Republicans would have to run the table in 2014 (hold the House, take the Senate) and win the presidency in 2016 to have any serious chance of repealing the law over strong Democratic opposition. In the interim, the administration has two more years to implement and prop it up.
What strategy, then, would move us closer to the patient-and consumer-focused health-care system that conservatives desire while also recognizing the facts on the ground?
Trojan Horse
The answer might be simple: Propose changes that will make plans more affordable and drive enhanced competition among insurers and providers. In other words, make Obamacare a Trojan horse for conservative health-care reform. The administration of President Barack Obama has quietly introduced regulatory decisions that have made the exchanges a viable market for high-deductible, health-savings-account-eligible health plans.
Shortly after the law passed, it looked like the administration would use regulatory rule-making to kill health savings accounts. But subsequent rules clarified that HSA-qualified plans were actually the default structure for bronze plans on the exchanges. (Some silver plans qualify, too.)
Far from being driven to extinction, high-deductible, HSA-eligible plans have an opportunity to capture significant new market share on the exchanges.
Based on data available for about 85 percent of exchange plans, about 77 percent have deductibles of more than $1,250 and qualify under Internal Revenue Service rules for a health savings account. For a 27-year-old purchasing coverage, the median HSA-eligible plan costs about $238 a month and typically comes with a deductible of about $3,600. The median plan without a high deductible, however, costs almost 30 percent more ($310) for a 27-year-old, though it has a significantly lower deductible (about $600).
Over the course of a year, the choice of an HSA plan can lead to significant savings. Here’s why: The typical 20-something with insurance spends a median of $770 annually on health care (excluding premiums and over-the-counter drugs). Opting for an HSA-eligible plan costing $238 a month ($2,856 a year), the median 20-something ends up spending $3,626 in one year on health care ($770 plus $2,856). However, with a traditional plan, total spending jumps to $4,320 in one year ($600 in out-of-pocket spending plus $3,720 in premiums). In other words, the HSA plan holder comes out about 20 percent ($694) ahead. That savings can then be funneled into an HSA or other spending.
Investing Savings
There’s more. HSAs use pretax dollars. Assuming that the average 20-something who falls roughly into the 15 percent tax bracket covers her routine out-of-pocket health expenses with funds from her tax-free HSA account, she saves an additional $115. That brings the true net savings of a high-deductible health plan to $809. For a young person starting out with very low expected health spending, those savings can be invested in a moderate-yield index fund to build health equity over time (Vanguard’s S&P exchange-traded fund has a three-year average return of 16.26 percent).
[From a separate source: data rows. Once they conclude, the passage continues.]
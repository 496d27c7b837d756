// SPDX-License-Identifier: MIT OR Apache-2.0
//! The graph canvas: exclusive owner of all nodes, links and frames for one
//! editing session.
//!
//! Objects live in arenas keyed by generated integer ids; nothing outside
//! the canvas holds references into them. Structural edits (connect, delete
//! with reconnect, copy/paste, splice-insert, frame lifecycle) all live
//! here, and every mutation is announced on the event bus.

use crate::events::{LogEntry, StateManager};
use crate::frame::{Band, Frame, FramePort, ResizeHandle};
use crate::geometry::{self, Camera};
use crate::history::{
    CameraState, EditableState, FramePortState, FrameState, LinkState, NodeState, PortState,
};
use crate::id::{self, FrameId, LinkId, NodeId, PortId};
use crate::link::Link;
use crate::node::Node;
use crate::port::{CompatibilityState, Port, PortDirection};
use crate::registry::EditorRegistries;
use egui::{Pos2, Rect, Vec2};
use indexmap::IndexMap;
use std::collections::{BTreeMap, BTreeSet, HashSet};

/// Why a connection could not be made
#[derive(Debug, thiserror::Error, PartialEq, Eq)]
pub enum LinkError {
    /// Port not found
    #[error("Port not found: {0:?}")]
    PortNotFound(PortId),

    /// Link not found
    #[error("Link not found: {0:?}")]
    LinkNotFound(LinkId),

    /// Both ports share a direction
    #[error("Cannot connect two ports with the same direction")]
    SameDirection,

    /// Both ports belong to the same node
    #[error("Cannot connect a node to itself")]
    SameNode,

    /// The input side already has a connection
    #[error("Input port is already connected: {0:?}")]
    InputOccupied(PortId),

    /// The declared type sets do not overlap
    #[error("Incompatible port types")]
    TypeIncompatible,

    /// The connection would close a dependency cycle
    #[error("Connection would create a cycle")]
    WouldCycle,
}

/// Why a captured state could not be restored
#[derive(Debug, thiserror::Error)]
pub enum SnapshotError {
    /// No content factory registered for a node kind
    #[error("Unregistered node kind: {0}")]
    UnknownKind(String),

    /// A link references a node that is not part of the state
    #[error("Link references a missing node: {0:?}")]
    DanglingLink(LinkId),
}

/// A copied node, positions relative to the copy origin
#[derive(Debug, Clone)]
pub struct ClipboardNode {
    /// Content class name
    pub kind: String,
    /// Persisted content payload
    pub payload: serde_json::Value,
    /// Offset from the selection origin
    pub offset: Vec2,
    /// Collapsed flag carried over
    pub collapsed: bool,
}

/// A copied link, endpoints as (entry index, port index) pairs
#[derive(Debug, Clone, Copy)]
pub struct ClipboardLink {
    /// Index of the source entry in [`Clipboard::nodes`]
    pub from_node: usize,
    /// Index into the source node's outputs
    pub from_output: usize,
    /// Index of the target entry in [`Clipboard::nodes`]
    pub to_node: usize,
    /// Index into the target node's inputs
    pub to_input: usize,
}

/// Snapshot of a copied selection: nodes plus the links internal to it.
/// Links that crossed the selection boundary are never captured.
#[derive(Debug, Clone, Default)]
pub struct Clipboard {
    /// Copied nodes
    pub nodes: Vec<ClipboardNode>,
    /// Links whose both endpoints were inside the selection
    pub links: Vec<ClipboardLink>,
}

impl Clipboard {
    /// Whether anything was captured
    pub fn is_empty(&self) -> bool {
        self.nodes.is_empty()
    }
}

/// Current selection of one canvas
#[derive(Debug, Clone, Default)]
pub struct Selection {
    /// Selected nodes
    pub nodes: HashSet<NodeId>,
    /// Selected links
    pub links: HashSet<LinkId>,
    /// Selected frames
    pub frames: HashSet<FrameId>,
}

impl Selection {
    /// Whether nothing is selected
    pub fn is_empty(&self) -> bool {
        self.nodes.is_empty() && self.links.is_empty() && self.frames.is_empty()
    }

    fn clear(&mut self) {
        self.nodes.clear();
        self.links.clear();
        self.frames.clear();
    }
}

/// Owner of the complete editable graph for one session.
pub struct GraphCanvas {
    nodes: IndexMap<NodeId, Node>,
    links: IndexMap<LinkId, Link>,
    frames: IndexMap<FrameId, Frame>,
    /// Pan/zoom state
    pub camera: Camera,
    /// Current selection
    pub selection: Selection,
    /// Notification channels for this session
    pub events: StateManager,
    /// Grid cell size used for drop snapping
    pub grid_size: f32,
    focused_frame: Option<FrameId>,
}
And there’s much more that can be done to make HSAs even more effective and attractive for all Americans.
First, encourage more competition between insurance plans by repealing Obamacare’s community rating provisions (which were designed to make insurance less expensive for the sick and elderly) -– or at least expanding the age rating bands (limits on how much more insurers can charge the elderly than the young -– this raises costs for the young and reduces them for the elderly) from 3-1 to 5-1. Then, high-risk pools for the uninsured with costly medical conditions should be fully funded, capping premiums at 150 percent to 200 percent of standard premiums, with means-tested federal subsidies for low-income Americans. This would ensure coverage for uninsured Americans with pre-existing conditions, without driving up prices for younger and healthier applicants.
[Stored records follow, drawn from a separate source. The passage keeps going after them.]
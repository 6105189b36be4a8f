//! Fleet bootstrap and shutdown.
//!
//! [`Orchestrator::bootstrap`] validates the credential and proxy lists,
//! creates one [`Session`] per credential, and spawns a [`Supervisor`] task
//! for each. [`Orchestrator::shutdown`] cancels them all and waits for the
//! tasks to finish.

use std::sync::Arc;

use tokio::task::JoinHandle;
use tokio_util::sync::CancellationToken;
use tracing::{info, warn};

use crate::accounts::{Credentials, ProxyEndpoint};
use crate::auth::Authenticator;
use crate::config::Config;
use crate::error::ConfigError;
use crate::registry::SessionRegistry;
use crate::session::Session;
use crate::socket::Connector;
use crate::supervisor::{SessionTiming, Supervisor};

/// Fleet-wide switches.
#[derive(Debug, Clone)]
pub struct BootstrapOptions {
    pub use_proxy: bool,
    pub auto_retry: bool,
    pub timing: SessionTiming,
}

impl BootstrapOptions {
    pub fn from_config(config: &Config) -> Self {
        Self {
            use_proxy: config.farm.use_proxy,
            auto_retry: config.farm.auto_retry,
            timing: SessionTiming::from(&config.timing),
        }
    }
}

impl Default for BootstrapOptions {
    fn default() -> Self {
        Self::from_config(&Config::default())
    }
}

/// Running fleet of supervised sessions.
pub struct Orchestrator {
    registry: Arc<SessionRegistry>,
    cancel: CancellationToken,
    tasks: Vec<JoinHandle<()>>,
}

impl Orchestrator {
    /// Validate inputs, create the sessions and start one supervisor each.
    ///
    /// Fails before any login is attempted if there are no credentials, or if
    /// proxy mode is on and there are fewer proxies than credentials.
    pub fn bootstrap<A: Authenticator, C: Connector>(
        credentials: Vec<Credentials>,
        proxies: &[ProxyEndpoint],
        options: &BootstrapOptions,
        auth: Arc<A>,
        connector: Arc<C>,
    ) -> Result<Self, ConfigError> {
        let sessions = build_sessions(credentials, proxies, options.use_proxy)?;
        let registry = Arc::new(SessionRegistry::new(sessions));
        let cancel = CancellationToken::new();

        let tasks = (0..registry.len())
            .filter_map(|id| registry.writer(id))
            .map(|writer| {
                let supervisor = Supervisor::new(
                    writer,
                    Arc::clone(&auth),
                    Arc::clone(&connector),
                    options.timing.clone(),
                    options.auto_retry,
                    cancel.child_token(),
                );
                tokio::spawn(supervisor.run())
            })
            .collect();

        info!(
            sessions = registry.len(),
            use_proxy = options.use_proxy,
            auto_retry = options.auto_retry,
            "Fleet started"
        );

        Ok(Self {
            registry,
            cancel,
            tasks,
        })
    }

    pub fn registry(&self) -> Arc<SessionRegistry> {
        Arc::clone(&self.registry)
    }

    /// Cancel every supervisor and wait for all of them to exit.
    pub async fn shutdown(self) {
        info!(sessions = self.tasks.len(), "Stopping fleet");
        self.cancel.cancel();
        for task in self.tasks {
            if let Err(e) = task.await {
                warn!("Session task ended abnormally: {e}");
            }
        }
    }
}

/// One session per credential, with `proxies[id % len]` when proxies are used.
fn build_sessions(
    credentials: Vec<Credentials>,
    proxies: &[ProxyEndpoint],
    use_proxy: bool,
) -> Result<Vec<Session>, ConfigError> {
    if credentials.is_empty() {
        return Err(ConfigError::NoCredentials);
    }
    if use_proxy && proxies.len() < credentials.len() {
        return Err(ConfigError::InsufficientProxies {
            accounts: credentials.len(),
            proxies: proxies.len(),
        });
    }

    Ok(credentials
        .into_iter()
        .enumerate()
        .map(|(id, creds)| {
            let proxy = if use_proxy {
                proxies.get(id % proxies.len()).cloned()
            } else {
                None
            };
            Session::new(id, creds, proxy)
        })
        .collect())
}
Next, offer true consumer choice in terms of benefits and coverage. Obamacare requires coverage of several essential health benefits that drive up cost. Instead, basic coverage should focus on core health benefits such as wellness and prevention, physician care, hospital coverage and prescription drugs. Plans should also be allowed to offer higher deductibles to anyone younger than 35 or even 40.
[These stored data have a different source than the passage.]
//! Configuration loading and defaults.
//!
//! Configuration is resolved in order of precedence (highest wins):
//!
//! 1. **CLI flags**: applied by `main` after loading
//! 2. **Environment variables**: `POINTFARM_ACCOUNTS`, `POINTFARM_PROXIES`,
//!    `POINTFARM_USE_PROXY`, `POINTFARM_API_KEY`
//! 3. **Config file**: path via `--config <path>`, or `pointfarm.toml` in CWD
//! 4. **Compiled defaults**: see each field's default value below
//!
//! The TOML file mirrors the struct hierarchy:
//!
//! ```toml
//! [service]
//! login_url = "https://auth.teneo.pro/api/login"
//! socket_url = "wss://secure.ws.teneo.pro/websocket"
//! protocol_version = "v0.2"
//! api_key = ""                      # sent as `x-api-key` when non-empty
//! origin = "https://dashboard.teneo.pro"
//!
//! [farm]
//! accounts_file = "account.txt"
//! proxies_file = "proxy.txt"
//! use_proxy = false
//! auto_retry = true
//!
//! [timing]
//! keepalive_interval_secs = 60
//! pulse_delay_secs = 10
//! tick_interval_secs = 1
//! stuck_threshold_secs = 60
//! auth_retry_delay_secs = 180
//! backoff_base_ms = 1000
//! backoff_max_ms = 30000
//! request_timeout_secs = 30
//! immediate_close_secs = 5
//! immediate_close_limit = 3
//! status_interval_secs = 30
//!
//! [logging]
//! level = "info"
//! ```

use std::path::{Path, PathBuf};
use std::time::Duration;

use serde::Deserialize;

use crate::error::ConfigError;

/// Config file looked up in the working directory when `--config` is absent.
pub const DEFAULT_CONFIG_FILE: &str = "pointfarm.toml";

/// Top-level configuration, deserialized from TOML.
#[derive(Debug, Clone, Default, Deserialize)]
pub struct Config {
    #[serde(default)]
    pub service: ServiceConfig,
    #[serde(default)]
    pub farm: FarmConfig,
    #[serde(default)]
    pub timing: TimingConfig,
    #[serde(default)]
    pub logging: LoggingConfig,
}

/// Remote service endpoints and the fixed headers sent with every request.
#[derive(Debug, Clone, Deserialize)]
pub struct ServiceConfig {
    /// Login endpoint (`POST {email, password}`).
    #[serde(default = "default_login_url")]
    pub login_url: String,
    /// WebSocket endpoint; `accessToken` and `version` are appended as query params.
    #[serde(default = "default_socket_url")]
    pub socket_url: String,
    /// Value of the `version` query parameter.
    #[serde(default = "default_protocol_version")]
    pub protocol_version: String,
    /// Service API key, sent as `x-api-key`. Override with `POINTFARM_API_KEY`.
    /// Omitted from requests when empty.
    #[serde(default)]
    pub api_key: String,
    /// `Origin` header for login and socket handshake.
    #[serde(default = "default_origin")]
    pub origin: String,
    /// `User-Agent` header for login and socket handshake.
    #[serde(default = "default_user_agent")]
    pub user_agent: String,
}

/// Account sources and fleet-wide switches.
#[derive(Debug, Clone, Deserialize)]
pub struct FarmConfig {
    /// `email,password` per line. Override with `POINTFARM_ACCOUNTS`.
    #[serde(default = "default_accounts_file")]
    pub accounts_file: PathBuf,
    /// One proxy URL per line. Override with `POINTFARM_PROXIES`.
    #[serde(default = "default_proxies_file")]
    pub proxies_file: PathBuf,
    /// Route each account through its own proxy (default false).
    #[serde(default)]
    pub use_proxy: bool,
    /// Retry failed logins after `timing.auth_retry_delay_secs` (default true).
    #[serde(default = "default_auto_retry")]
    pub auto_retry: bool,
}

/// Timers driving each session's supervisor.
#[derive(Debug, Clone, Deserialize)]
pub struct TimingConfig {
    /// Seconds between `PING` frames while connected (default 60).
    #[serde(default = "default_keepalive_interval")]
    pub keepalive_interval_secs: u64,
    /// Seconds keepalive stays paused after a server pulse (default 10).
    #[serde(default = "default_pulse_delay")]
    pub pulse_delay_secs: u64,
    /// Seconds between estimator refreshes (default 1).
    #[serde(default = "default_tick_interval")]
    pub tick_interval_secs: u64,
    /// Seconds a session may sit in "Calculating" before a forced reconnect (default 60).
    #[serde(default = "default_stuck_threshold")]
    pub stuck_threshold_secs: u64,
    /// Seconds before retrying a failed login (default 180).
    #[serde(default = "default_auth_retry_delay")]
    pub auth_retry_delay_secs: u64,
    /// First reconnect delay in milliseconds (default 1000).
    #[serde(default = "default_backoff_base")]
    pub backoff_base_ms: u64,
    /// Reconnect delay cap in milliseconds (default 30 000).
    #[serde(default = "default_backoff_max")]
    pub backoff_max_ms: u64,
    /// Timeout for login and socket open (default 30).
    #[serde(default = "default_request_timeout")]
    pub request_timeout_secs: u64,
    /// A close this soon after open counts as an immediate close (default 5).
    #[serde(default = "default_immediate_close")]
    pub immediate_close_secs: u64,
    /// Consecutive immediate closes before re-authenticating (default 3).
    #[serde(default = "default_immediate_close_limit")]
    pub immediate_close_limit: u32,
    /// Seconds between fleet summaries in the log (default 30, 0 disables).
    #[serde(default = "default_status_interval")]
    pub status_interval_secs: u64,
}

/// Logging configuration.
#[derive(Debug, Clone, Deserialize)]
pub struct LoggingConfig {
    /// tracing filter level (default `info`). Overridden by `RUST_LOG` env var.
    #[serde(default = "default_log_level")]
    pub level: String,
}

fn default_login_url() -> String {
    "https://auth.teneo.pro/api/login".to_string()
}
fn default_socket_url() -> String {
    "wss://secure.ws.teneo.pro/websocket".to_string()
}
fn default_protocol_version() -> String {
    "v0.2".to_string()
}
fn default_origin() -> String {
    "https://dashboard.teneo.pro".to_string()
}
fn default_user_agent() -> String {
    "Mozilla/5.0 (Windows NT 10.0; Win64; x64) AppleWebKit/537.36 (KHTML, like Gecko) \
     Chrome/126.0.0.0 Safari/537.36"
        .to_string()
}
fn default_accounts_file() -> PathBuf {
    PathBuf::from("account.txt")
}
fn default_proxies_file() -> PathBuf {
    PathBuf::from("proxy.txt")
}
fn default_auto_retry() -> bool {
    true
}
fn default_keepalive_interval() -> u64 {
    60
}
fn default_pulse_delay() -> u64 {
    10
}
fn default_tick_interval() -> u64 {
    1
}
fn default_stuck_threshold() -> u64 {
    60
}
fn default_auth_retry_delay() -> u64 {
    180
}
fn default_backoff_base() -> u64 {
    1000
}
fn default_backoff_max() -> u64 {
    30_000
}
fn default_request_timeout() -> u64 {
    30
}
fn default_immediate_close() -> u64 {
    5
}
fn default_immediate_close_limit() -> u32 {
    3
}
fn default_status_interval() -> u64 {
    30
}
fn default_log_level() -> String {
    "info".to_string()
}

impl Default for ServiceConfig {
    fn default() -> Self {
        Self {
            login_url: default_login_url(),
            socket_url: default_socket_url(),
            protocol_version: default_protocol_version(),
            api_key: String::new(),
            origin: default_origin(),
            user_agent: default_user_agent(),
        }
    }
}

impl Default for FarmConfig {
    fn default() -> Self {
        Self {
            accounts_file: default_accounts_file(),
            proxies_file: default_proxies_file(),
            use_proxy: false,
            auto_retry: default_auto_retry(),
        }
    }
}

impl Default for TimingConfig {
    fn default() -> Self {
        Self {
            keepalive_interval_secs: default_keepalive_interval(),
            pulse_delay_secs: default_pulse_delay(),
            tick_interval_secs: default_tick_interval(),
            stuck_threshold_secs: default_stuck_threshold(),
            auth_retry_delay_secs: default_auth_retry_delay(),
            backoff_base_ms: default_backoff_base(),
            backoff_max_ms: default_backoff_max(),
            request_timeout_secs: default_request_timeout(),
            immediate_close_secs: default_immediate_close(),
            immediate_close_limit: default_immediate_close_limit(),
            status_interval_secs: default_status_interval(),
        }
    }
}

impl Default for LoggingConfig {
    fn default() -> Self {
        Self {
            level: default_log_level(),
        }
    }
}

impl TimingConfig {
    pub fn request_timeout(&self) -> Duration {
        Duration::from_secs(self.request_timeout_secs)
    }
}

impl Config {
    /// Load configuration with the precedence chain: env vars > file > defaults.
    ///
    /// If `path` is `Some`, that file must exist. Otherwise `pointfarm.toml` in
    /// the current directory is used when present, falling back to defaults.
    pub fn load(path: Option<&Path>) -> Result<Self, ConfigError> {
        let mut config = match path {
            Some(p) => Self::from_file(p)?,
            None if Path::new(DEFAULT_CONFIG_FILE).exists() => {
                Self::from_file(Path::new(DEFAULT_CONFIG_FILE))?
            }
            None => Self::default(),
        };
        config.apply_env(|key| std::env::var(key).ok());
        Ok(config)
    }

    fn from_file(path: &Path) -> Result<Self, ConfigError> {
        let content = std::fs::read_to_string(path).map_err(|source| ConfigError::Read {
            path: path.to_path_buf(),
            source,
        })?;
        toml::from_str(&content).map_err(|source| ConfigError::Parse {
            path: path.to_path_buf(),
            source,
        })
    }

    /// Env var overrides, with the lookup injected so tests stay hermetic.
    fn apply_env(&mut self, lookup: impl Fn(&str) -> Option<String>) {
        if let Some(accounts) = lookup("POINTFARM_ACCOUNTS") {
            self.farm.accounts_file = PathBuf::from(accounts);
        }
        if let Some(proxies) = lookup("POINTFARM_PROXIES") {
            self.farm.proxies_file = PathBuf::from(proxies);
        }
        if let Some(flag) = lookup("POINTFARM_USE_PROXY") {
            self.farm.use_proxy = matches!(flag.trim(), "1" | "true" | "yes");
        }
        if let Some(key) = lookup("POINTFARM_API_KEY") {
            self.service.api_key = key;
        }
    }
}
Last but not least, catastrophic plans should also be eligible for subsidies. The savings accrued from picking plans that are cheaper than the silver benchmark should be funneled into HSAs to offset future health expenses. This would provide a powerful incentive for Americans to gravitate into catastrophic plans, slow health-care inflation and encourage providers to become more transparent in pricing their services.
Conservatives aren’t going to repeal or replace Obamacare anytime soon. But they can propose smart fixes that build on the HSA-friendly exchange architecture to make the law more consumer- and patient-friendly. Reform from the inside can set the stage for even bigger changes in the not-too-distant future.